| WORK TO COMPLETE |
Count the lines in the data below holding the string "AHashMap" and write the total by itself.

---------- RECORD EXTRACTS

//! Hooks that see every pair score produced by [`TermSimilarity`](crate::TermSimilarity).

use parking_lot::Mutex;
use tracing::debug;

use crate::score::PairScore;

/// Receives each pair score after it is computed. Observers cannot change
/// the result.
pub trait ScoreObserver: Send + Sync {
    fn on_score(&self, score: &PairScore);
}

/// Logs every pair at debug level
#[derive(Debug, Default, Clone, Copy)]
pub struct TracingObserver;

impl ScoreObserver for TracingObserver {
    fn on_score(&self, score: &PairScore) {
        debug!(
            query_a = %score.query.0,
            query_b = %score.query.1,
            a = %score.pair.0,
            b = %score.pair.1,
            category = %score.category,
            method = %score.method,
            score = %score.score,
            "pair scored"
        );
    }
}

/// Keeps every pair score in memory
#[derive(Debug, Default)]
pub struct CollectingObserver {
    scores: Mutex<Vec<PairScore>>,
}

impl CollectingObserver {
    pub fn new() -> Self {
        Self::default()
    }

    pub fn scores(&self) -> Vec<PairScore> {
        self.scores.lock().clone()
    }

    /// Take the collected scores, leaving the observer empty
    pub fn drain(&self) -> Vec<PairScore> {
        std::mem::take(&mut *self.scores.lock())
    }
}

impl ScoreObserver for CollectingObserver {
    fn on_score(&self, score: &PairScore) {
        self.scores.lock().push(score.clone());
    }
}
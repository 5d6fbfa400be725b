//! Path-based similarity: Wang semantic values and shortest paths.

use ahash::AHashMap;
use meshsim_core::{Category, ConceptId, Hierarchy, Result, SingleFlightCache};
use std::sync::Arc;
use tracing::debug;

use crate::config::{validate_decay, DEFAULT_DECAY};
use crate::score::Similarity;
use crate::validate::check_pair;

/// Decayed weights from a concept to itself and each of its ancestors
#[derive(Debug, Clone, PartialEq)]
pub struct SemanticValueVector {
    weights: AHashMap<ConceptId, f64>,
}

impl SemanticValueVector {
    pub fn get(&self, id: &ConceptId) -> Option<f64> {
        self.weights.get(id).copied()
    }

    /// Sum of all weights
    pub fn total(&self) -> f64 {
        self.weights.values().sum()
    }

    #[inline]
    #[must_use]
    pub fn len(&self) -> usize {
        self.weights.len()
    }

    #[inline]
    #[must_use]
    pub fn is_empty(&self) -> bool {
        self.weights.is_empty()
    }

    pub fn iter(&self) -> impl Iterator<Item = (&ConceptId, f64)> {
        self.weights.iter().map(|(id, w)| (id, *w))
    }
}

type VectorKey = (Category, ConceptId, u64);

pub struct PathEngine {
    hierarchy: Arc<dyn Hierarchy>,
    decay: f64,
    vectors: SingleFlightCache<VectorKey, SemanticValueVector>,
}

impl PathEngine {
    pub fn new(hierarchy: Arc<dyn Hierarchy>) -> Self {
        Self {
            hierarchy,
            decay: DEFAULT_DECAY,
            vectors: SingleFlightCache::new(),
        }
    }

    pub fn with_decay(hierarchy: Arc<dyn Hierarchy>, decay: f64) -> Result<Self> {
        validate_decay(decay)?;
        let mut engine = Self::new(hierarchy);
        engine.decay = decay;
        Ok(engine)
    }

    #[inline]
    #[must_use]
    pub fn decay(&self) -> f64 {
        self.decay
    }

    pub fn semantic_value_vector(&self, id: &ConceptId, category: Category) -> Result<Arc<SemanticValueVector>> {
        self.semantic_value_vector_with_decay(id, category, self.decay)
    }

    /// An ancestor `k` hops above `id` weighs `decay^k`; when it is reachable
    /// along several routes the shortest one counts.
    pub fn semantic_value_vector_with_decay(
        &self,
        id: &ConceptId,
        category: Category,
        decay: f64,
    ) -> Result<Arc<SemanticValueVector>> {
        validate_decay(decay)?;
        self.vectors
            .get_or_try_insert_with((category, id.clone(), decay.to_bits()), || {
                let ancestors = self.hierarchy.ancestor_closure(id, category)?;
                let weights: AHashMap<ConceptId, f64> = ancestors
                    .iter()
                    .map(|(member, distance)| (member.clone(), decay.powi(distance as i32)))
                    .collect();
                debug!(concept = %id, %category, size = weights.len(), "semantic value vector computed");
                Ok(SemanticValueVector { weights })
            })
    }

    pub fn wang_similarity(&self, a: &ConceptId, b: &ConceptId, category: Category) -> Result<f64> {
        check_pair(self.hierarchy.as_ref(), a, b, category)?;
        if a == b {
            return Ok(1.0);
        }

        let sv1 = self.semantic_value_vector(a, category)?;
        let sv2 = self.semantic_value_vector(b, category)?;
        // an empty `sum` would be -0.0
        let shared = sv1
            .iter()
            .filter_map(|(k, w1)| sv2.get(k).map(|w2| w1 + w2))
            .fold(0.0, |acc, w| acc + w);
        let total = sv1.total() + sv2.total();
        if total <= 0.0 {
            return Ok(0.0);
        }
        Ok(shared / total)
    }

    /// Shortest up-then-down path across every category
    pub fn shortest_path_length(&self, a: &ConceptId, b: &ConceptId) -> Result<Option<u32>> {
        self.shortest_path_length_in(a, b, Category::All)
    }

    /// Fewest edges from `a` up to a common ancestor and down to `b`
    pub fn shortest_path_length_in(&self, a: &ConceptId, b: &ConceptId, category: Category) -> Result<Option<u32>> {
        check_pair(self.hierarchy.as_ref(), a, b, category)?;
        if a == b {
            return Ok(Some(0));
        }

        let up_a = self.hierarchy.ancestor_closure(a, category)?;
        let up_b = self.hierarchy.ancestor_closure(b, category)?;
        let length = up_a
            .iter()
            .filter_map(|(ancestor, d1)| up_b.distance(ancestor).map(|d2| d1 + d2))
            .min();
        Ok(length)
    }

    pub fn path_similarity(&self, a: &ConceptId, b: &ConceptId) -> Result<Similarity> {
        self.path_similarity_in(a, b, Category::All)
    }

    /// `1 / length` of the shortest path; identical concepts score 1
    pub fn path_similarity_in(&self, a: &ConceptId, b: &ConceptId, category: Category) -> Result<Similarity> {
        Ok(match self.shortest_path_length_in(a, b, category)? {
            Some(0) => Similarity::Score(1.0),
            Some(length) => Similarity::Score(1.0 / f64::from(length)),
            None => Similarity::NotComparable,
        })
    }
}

--------------------

| RESPONSE |
3